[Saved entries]
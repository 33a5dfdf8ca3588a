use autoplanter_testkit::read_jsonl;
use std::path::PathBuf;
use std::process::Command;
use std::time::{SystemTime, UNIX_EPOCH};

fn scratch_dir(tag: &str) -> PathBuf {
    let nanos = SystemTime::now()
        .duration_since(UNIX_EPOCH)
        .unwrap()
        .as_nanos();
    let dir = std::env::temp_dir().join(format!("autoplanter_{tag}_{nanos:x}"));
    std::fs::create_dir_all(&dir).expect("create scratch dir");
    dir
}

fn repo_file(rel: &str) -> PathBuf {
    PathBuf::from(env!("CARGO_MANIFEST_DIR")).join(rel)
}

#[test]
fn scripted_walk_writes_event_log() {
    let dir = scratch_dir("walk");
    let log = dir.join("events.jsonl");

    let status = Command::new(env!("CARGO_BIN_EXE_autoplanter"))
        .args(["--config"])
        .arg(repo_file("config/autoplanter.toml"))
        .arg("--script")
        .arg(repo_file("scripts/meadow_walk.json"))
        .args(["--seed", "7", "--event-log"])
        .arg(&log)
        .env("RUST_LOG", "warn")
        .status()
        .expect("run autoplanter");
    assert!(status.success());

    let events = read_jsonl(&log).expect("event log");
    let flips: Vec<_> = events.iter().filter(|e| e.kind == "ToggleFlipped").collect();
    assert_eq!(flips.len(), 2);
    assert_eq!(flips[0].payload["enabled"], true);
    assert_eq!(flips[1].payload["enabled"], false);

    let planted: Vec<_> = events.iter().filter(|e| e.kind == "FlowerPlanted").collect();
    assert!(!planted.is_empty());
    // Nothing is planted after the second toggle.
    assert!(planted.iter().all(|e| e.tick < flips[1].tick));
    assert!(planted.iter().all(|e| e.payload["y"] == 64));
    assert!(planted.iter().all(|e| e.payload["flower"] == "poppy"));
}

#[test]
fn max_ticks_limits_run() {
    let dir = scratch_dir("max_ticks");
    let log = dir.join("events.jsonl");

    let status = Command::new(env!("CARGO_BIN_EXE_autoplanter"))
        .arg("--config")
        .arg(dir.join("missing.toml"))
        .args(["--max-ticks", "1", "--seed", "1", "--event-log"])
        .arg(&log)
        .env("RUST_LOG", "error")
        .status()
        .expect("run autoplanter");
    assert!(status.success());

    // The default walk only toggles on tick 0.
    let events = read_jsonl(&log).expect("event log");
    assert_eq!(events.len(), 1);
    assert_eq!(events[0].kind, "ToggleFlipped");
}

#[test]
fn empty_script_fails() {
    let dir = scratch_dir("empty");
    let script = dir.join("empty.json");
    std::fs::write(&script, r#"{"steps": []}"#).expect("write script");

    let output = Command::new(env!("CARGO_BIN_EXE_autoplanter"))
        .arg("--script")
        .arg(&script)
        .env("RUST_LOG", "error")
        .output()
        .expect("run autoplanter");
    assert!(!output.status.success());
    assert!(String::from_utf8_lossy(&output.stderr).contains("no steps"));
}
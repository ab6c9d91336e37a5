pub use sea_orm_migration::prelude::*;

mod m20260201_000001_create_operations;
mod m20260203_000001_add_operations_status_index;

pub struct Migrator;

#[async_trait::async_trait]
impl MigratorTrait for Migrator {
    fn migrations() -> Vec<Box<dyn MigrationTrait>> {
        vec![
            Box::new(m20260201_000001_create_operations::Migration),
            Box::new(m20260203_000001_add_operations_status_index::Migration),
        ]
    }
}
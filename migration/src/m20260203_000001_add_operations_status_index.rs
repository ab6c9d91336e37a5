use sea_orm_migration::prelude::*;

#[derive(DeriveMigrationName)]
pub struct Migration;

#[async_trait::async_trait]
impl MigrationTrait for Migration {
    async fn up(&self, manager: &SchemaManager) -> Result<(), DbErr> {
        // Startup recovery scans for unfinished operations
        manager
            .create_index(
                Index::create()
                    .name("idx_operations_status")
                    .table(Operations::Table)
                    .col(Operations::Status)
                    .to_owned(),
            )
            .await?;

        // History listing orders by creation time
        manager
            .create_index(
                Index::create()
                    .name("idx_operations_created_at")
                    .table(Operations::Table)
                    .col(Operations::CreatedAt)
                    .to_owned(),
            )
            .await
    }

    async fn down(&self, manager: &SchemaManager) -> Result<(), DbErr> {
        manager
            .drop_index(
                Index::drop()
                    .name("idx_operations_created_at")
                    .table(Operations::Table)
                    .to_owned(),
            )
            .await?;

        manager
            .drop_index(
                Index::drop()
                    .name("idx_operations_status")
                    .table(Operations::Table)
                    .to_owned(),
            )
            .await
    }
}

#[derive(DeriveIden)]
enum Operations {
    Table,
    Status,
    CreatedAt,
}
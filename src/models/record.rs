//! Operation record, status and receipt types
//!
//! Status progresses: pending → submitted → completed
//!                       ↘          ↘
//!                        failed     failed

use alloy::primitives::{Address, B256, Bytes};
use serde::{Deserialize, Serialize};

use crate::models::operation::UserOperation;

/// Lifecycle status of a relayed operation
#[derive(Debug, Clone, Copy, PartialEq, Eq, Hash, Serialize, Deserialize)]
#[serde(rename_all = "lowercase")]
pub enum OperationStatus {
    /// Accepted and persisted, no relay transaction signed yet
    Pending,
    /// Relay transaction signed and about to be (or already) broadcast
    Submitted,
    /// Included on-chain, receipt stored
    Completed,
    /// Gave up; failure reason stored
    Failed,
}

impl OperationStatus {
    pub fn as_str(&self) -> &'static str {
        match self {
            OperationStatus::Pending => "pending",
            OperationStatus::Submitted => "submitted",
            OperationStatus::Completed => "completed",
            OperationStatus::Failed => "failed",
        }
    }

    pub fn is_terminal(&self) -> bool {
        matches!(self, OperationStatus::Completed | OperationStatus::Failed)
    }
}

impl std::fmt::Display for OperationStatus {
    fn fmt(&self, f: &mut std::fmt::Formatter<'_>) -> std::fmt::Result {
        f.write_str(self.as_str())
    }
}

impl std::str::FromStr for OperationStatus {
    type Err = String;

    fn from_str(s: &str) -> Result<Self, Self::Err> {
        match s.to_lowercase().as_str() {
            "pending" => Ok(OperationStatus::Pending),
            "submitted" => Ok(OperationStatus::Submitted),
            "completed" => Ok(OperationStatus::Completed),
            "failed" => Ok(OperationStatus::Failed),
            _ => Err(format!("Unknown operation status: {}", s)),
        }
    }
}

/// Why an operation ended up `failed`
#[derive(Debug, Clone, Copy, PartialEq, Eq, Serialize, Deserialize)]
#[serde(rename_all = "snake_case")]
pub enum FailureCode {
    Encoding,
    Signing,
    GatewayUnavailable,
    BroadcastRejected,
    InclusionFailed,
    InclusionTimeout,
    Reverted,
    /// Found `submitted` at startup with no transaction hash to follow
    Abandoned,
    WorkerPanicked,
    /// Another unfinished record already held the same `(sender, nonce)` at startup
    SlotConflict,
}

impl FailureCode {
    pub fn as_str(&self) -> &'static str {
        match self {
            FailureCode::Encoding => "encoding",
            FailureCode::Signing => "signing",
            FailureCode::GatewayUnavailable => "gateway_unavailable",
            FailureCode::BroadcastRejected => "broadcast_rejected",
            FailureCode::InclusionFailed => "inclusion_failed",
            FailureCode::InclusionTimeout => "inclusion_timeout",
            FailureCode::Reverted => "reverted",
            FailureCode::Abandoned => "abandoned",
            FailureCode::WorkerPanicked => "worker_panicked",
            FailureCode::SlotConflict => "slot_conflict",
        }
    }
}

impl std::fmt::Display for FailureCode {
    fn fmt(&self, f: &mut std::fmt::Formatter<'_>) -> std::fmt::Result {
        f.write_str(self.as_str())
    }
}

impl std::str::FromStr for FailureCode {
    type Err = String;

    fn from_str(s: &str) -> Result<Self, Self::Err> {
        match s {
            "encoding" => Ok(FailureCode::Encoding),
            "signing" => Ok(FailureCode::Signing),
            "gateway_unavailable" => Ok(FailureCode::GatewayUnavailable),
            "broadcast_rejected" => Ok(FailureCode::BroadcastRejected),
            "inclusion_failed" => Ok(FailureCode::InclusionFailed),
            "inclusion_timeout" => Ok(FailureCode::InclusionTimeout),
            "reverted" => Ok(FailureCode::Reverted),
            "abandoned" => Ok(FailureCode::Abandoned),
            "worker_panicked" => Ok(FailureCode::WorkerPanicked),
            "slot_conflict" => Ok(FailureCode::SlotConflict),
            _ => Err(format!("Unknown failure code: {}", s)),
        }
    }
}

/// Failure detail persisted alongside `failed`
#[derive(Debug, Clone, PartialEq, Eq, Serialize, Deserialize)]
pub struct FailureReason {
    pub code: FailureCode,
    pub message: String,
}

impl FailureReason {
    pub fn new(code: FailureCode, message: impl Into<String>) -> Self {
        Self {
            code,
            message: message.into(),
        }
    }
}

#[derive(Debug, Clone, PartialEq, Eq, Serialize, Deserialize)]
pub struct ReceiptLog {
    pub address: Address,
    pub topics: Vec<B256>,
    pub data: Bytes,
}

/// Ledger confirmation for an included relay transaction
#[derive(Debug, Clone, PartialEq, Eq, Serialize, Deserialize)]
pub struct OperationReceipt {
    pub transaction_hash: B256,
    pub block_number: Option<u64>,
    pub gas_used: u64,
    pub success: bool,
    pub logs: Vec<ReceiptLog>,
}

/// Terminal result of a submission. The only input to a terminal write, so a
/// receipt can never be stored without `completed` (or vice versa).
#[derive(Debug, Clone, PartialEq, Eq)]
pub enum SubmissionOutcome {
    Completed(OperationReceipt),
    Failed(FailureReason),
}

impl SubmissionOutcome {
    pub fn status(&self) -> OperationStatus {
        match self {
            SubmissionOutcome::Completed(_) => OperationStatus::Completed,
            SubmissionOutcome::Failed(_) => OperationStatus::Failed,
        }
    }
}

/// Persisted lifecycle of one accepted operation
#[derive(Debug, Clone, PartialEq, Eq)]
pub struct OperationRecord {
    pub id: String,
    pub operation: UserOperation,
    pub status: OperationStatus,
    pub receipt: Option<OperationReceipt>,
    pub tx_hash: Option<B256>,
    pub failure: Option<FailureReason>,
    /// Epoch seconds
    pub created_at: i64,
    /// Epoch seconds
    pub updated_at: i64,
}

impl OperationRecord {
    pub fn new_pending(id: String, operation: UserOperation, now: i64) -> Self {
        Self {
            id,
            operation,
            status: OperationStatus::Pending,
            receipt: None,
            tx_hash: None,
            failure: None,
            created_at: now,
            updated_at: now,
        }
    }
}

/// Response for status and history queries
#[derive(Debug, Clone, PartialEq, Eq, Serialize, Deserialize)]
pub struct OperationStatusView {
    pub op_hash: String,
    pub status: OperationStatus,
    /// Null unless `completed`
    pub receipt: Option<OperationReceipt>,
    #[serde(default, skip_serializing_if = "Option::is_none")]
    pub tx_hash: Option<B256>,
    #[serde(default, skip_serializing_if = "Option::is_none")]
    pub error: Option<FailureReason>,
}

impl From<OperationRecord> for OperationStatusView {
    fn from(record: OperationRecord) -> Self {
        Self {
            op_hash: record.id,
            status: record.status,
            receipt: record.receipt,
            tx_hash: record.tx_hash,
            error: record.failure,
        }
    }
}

> _What you should do_
If a line in the records above holds the string "OperationRecord", copy it.

> _Result_
pub struct OperationRecord {
impl OperationRecord {
impl From<OperationRecord> for OperationStatusView {
    fn from(record: OperationRecord) -> Self {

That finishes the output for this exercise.